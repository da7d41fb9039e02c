use thiserror::Error;

pub type Result<T> = std::result::Result<T, Error>;

/// Errors reported by the checked matrix products.
///
/// Most operations in this crate do not validate their inputs: mismatched lengths cause a panic
/// from out-of-bounds indexing, and degenerate values propagate as `NaN` or infinities. The only
/// explicitly checked condition is the row count in [`vector_matrix_mult`][crate::vector_matrix_mult]
/// (and [`matrix_mult`][crate::matrix_mult], which is built on it).
#[derive(Debug, Clone, PartialEq, Eq, Error)]
#[non_exhaustive]
pub enum Error {
    #[error("vector_matrix_mult mismatched rows: vector has {vector_len} elements, matrix has {rows} rows")]
    DimensionMismatch { vector_len: usize, rows: usize },
}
_____
Exactly the lines running from the top of the records to the line that contains "cause a panic", inclusive, must be set down, and nothing more.

repository da7d41fb9039e02c
use thiserror::Error;

pub type Result<T> = std::result::Result<T, Error>;

/// Errors reported by the checked matrix products.
///
/// Most operations in this crate do not validate their inputs: mismatched lengths cause a panic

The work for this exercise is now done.